Managing procrastinating with things that have natural endings is a simple idea, but I think it could be quite effective when applied to typical time wasters. I don't mean using a timer since an alarm going off does not naturally end an activity. Perhaps making only one chapter of a book available would be one solution to getting stuck reading a book etc.

This thread is for ideas about how to apply defined natural limits on activities. And how to manage time wasting habits with this. I have some ideas but do feel free to add your own and join me in this experiment :)

Reading

I read a lot on the computer and I tend to get stuck on it. I usually read in the evenings before going to bed which is a bad idea since I can easily read until its almost morning again. I don't want to give up reading altogether but I've never managed to curb my tendency to binge-read.

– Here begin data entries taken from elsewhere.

//! Two coupled nets, each a driver followed by two pi segments and a
//! receiver load, joined by a 100fF coupling capacitor at their midpoints.

use approx::assert_relative_eq;
use rc_interconnect::prelude::*;

struct Fixture {
    graph: CircuitGraph,
    vagg: NodeId,
    n1: NodeId,
    n2: NodeId,
    n3: NodeId,
    vvic: NodeId,
    n7: NodeId,
}

fn net(graph: &mut CircuitGraph, prefix: &str, driver: &str) -> [NodeId; 4] {
    let gnd = graph.ground();
    let pi_c = Component::capacitor(50.0 * FEMTO);
    let drv = graph.add_node(driver);
    let a = graph.add_node(format!("{prefix}a"));
    graph.add_branch(drv, a, Component::resistor(0.1 * KILO));
    let mid = graph.add_node(format!("{prefix}mid"));
    graph.add_branch(a, mid, Component::resistor(1.0 * KILO));
    graph.add_branch(a, gnd, pi_c);
    graph.add_branch(mid, gnd, pi_c);
    let rcv = graph.add_node(format!("{prefix}rcv"));
    graph.add_branch(mid, rcv, Component::resistor(1.0 * KILO));
    graph.add_branch(mid, gnd, pi_c);
    graph.add_branch(rcv, gnd, pi_c);
    graph.add_branch(rcv, gnd, Component::capacitor(20.0 * FEMTO));
    [drv, a, mid, rcv]
}

fn coupled() -> Fixture {
    let mut graph = CircuitGraph::new();
    let [vagg, n1, n2, n3] = net(&mut graph, "agg_", "vagg");
    let [vvic, _n5, n6, n7] = net(&mut graph, "vic_", "vvic");
    graph.add_branch(n2, n6, Component::capacitor(100.0 * FEMTO));
    Fixture {
        graph,
        vagg,
        n1,
        n2,
        n3,
        vvic,
        n7,
    }
}

fn assembled(f: &Fixture) -> MnaSystem {
    MnaBuilder::from_graph(&f.graph, &[f.vagg, f.vvic], &[f.n3, f.n7])
}

#[test]
fn aggressor_elmore_delays() {
    let f = coupled();
    let report = elmore(&f.graph, f.vagg);

    let down = |n| report.downstream.get(n).unwrap().value();
    assert_relative_eq!(down(f.n3), 70.0 * FEMTO, max_relative = 1e-12);
    assert_relative_eq!(down(f.n2), 270.0 * FEMTO, max_relative = 1e-12);
    assert_relative_eq!(down(f.n1), 320.0 * FEMTO, max_relative = 1e-12);

    let delay = |n| report.delays.get(n).unwrap().value();
    assert_relative_eq!(delay(f.vagg), 0.0);
    assert_relative_eq!(delay(f.n1), 32.0 * PICO, max_relative = 1e-9);
    assert_relative_eq!(delay(f.n2), 302.0 * PICO, max_relative = 1e-9);
    assert_relative_eq!(delay(f.n3), 372.0 * PICO, max_relative = 1e-9);

    assert!(report.delays.get(f.n7).is_none());
    assert_eq!(report.delays.get(f.n3).unwrap().to_string(), "372.0000ps");
}

#[test]
fn fixture_is_well_formed() {
    let f = coupled();
    assert!(floating_nodes(&f.graph, &[f.vagg, f.vvic]).is_empty());
    assert_eq!(floating_nodes(&f.graph, &[f.vagg]).len(), 4);
    assert!(resistor_loops(&f.graph).is_empty());
}

#[test]
fn edge_records_build_the_same_graph() {
    let f = coupled();
    let records: Vec<EdgeRecord> = f
        .graph
        .branch_ids()
        .map(|id| {
            let branch = f.graph.branch(id);
            let (a, b) = branch.endpoints();
            let name = |n| match f.graph.node_name(n) {
                "gnd" => "0".to_owned(),
                other => other.to_owned(),
            };
            EdgeRecord::new(name(a), name(b), branch.component().kind(), branch.component().value())
        })
        .collect();
    let rebuilt = CircuitGraph::from_records(&records);
    assert_eq!(rebuilt.node_count(), f.graph.node_count());
    let root = rebuilt.find_node("vagg").unwrap();
    let rcv = rebuilt.find_node("agg_rcv").unwrap();
    assert_relative_eq!(
        elmore(&rebuilt, root).delays.get(rcv).unwrap().value(),
        372.0 * PICO,
        max_relative = 1e-9
    );
}

#[test]
fn moments_show_coupling() {
    let f = coupled();
    let system = assembled(&f);
    assert_eq!(system.state_count(), 10);
    let moments = system.moments(2).unwrap();
    assert_eq!(moments.len(), 2);

    let m0 = &moments[0];
    assert_relative_eq!(m0[(0, 0)], 1.0, max_relative = 1e-9);
    assert_relative_eq!(m0[(1, 1)], 1.0, max_relative = 1e-9);
    assert_relative_eq!(m0[(0, 1)], 0.0, epsilon = 1e-9);

    let m1 = &moments[1];
    assert_relative_eq!(m1[(0, 0)], -372.0 * PICO, max_relative = 1e-6);
    assert_relative_eq!(m1[(1, 1)], -372.0 * PICO, max_relative = 1e-6);
    assert_relative_eq!(m1[(0, 1)], 110.0 * PICO, max_relative = 1e-6);
    assert_relative_eq!(m1[(1, 0)], 110.0 * PICO, max_relative = 1e-6);
}

#[test]
fn regularization_keeps_moments() {
    let f = coupled();
    let system = assembled(&f);
    let reduced = regularize(&system).unwrap();
    assert_eq!(reduced.algebraic_states(), &[0, 4, 8, 9]);
    assert_eq!(reduced.order, vec![1, 2, 3, 5, 6, 7, 0, 4, 8, 9]);
    assert_eq!(reduced.system.c.shape(), (6, 6));
    assert!(!rc_interconnect::math::is_singular(&reduced.system.c));

    let full = system.moments(3).unwrap();
    let short = reduced.system.moments(3).unwrap();
    for (a, b) in full.iter().zip(&short) {
        let floor = 1e-9 * a.amax();
        for (x, y) in a.iter().zip(b.iter()) {
            assert_relative_eq!(*x, *y, epsilon = floor, max_relative = 1e-6);
        }
    }
}

#[test]
fn step_response_settles_with_a_victim_glitch() {
    let f = coupled();
    let reduced = regularize(&assembled(&f)).unwrap();
    let model = StateSpaceModel::from_regularization(&reduced).unwrap();

    let x0 = Vector::zeros(model.state_count());
    assert!(model.derivative(&x0, &Vector::zeros(2)).iter().all(|&v| v == 0.0));

    let mut engine = StateSpaceEngine::new(model);
    engine.set_step_input(Vector::from_vec(vec![1.0, 0.0]));
    engine
        .run(&SimulationConfig::transient("coupled", 5.0 * NANO, 1.0 * PICO))
        .expect("valid config");
    let wave = engine.into_waveform();

    let aggressor = wave.series(0);
    let victim = wave.series(1);
    assert_relative_eq!(*aggressor.last().unwrap(), 1.0, epsilon = 1e-3);
    assert!(victim.iter().copied().fold(0.0, f64::max) > 0.01);
    assert!(victim.last().unwrap().abs() < 1e-3);

    let t50 = wave.first_crossing(0, 0.5).unwrap();
    let elmore_delay = 372.0 * PICO;
    assert!(t50 > 0.1 * elmore_delay && t50 < 2.0 * elmore_delay);
}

Just because I tend to read the whole book at once does not mean I actually want to spend hours a day reading. I just tend to read the whole book because it is there. And it's easy to read the next page. And the next..

I tried this last night:
I copied ten pages from my novel and pasted them on a word processor. Then I closed the original document. This worked; I read the ten pages and then went to bed. I didn't even want to go looking for the original document for more pages.

Appointments

I have a habit of overdoing and overpreparing for events. 

This week I was faced with a task that could have gone and on, to prep for a cutomer interaction.  I could have waited until I was prepared and then contacted the customer to schedule an appt., but part way through the prep I realized it was taking longer than expected (as usual), so right away I scheduled the appt.   Then I had time to do the important prep work, but not ALL the prep work that I had in mind.  But what I did, turned out to be more than enough.  I made the appt., completed the work, and felt relieved that it was over; I was glad I didn't waste time on it.  Cool beans!

I don't overprepare for

I don't overprepare for events. I underprepare usually :(

I tend to tweak things over and over again before I deliver them to a client. This is unnecessary since the client would have been just as happy without the changes. And I could have used that time to work on other projects. This is probably yet one form of my procrastination. I tweak and tweak so I don't have to contact a client, schedule appointments, do the necessary finishing things etc.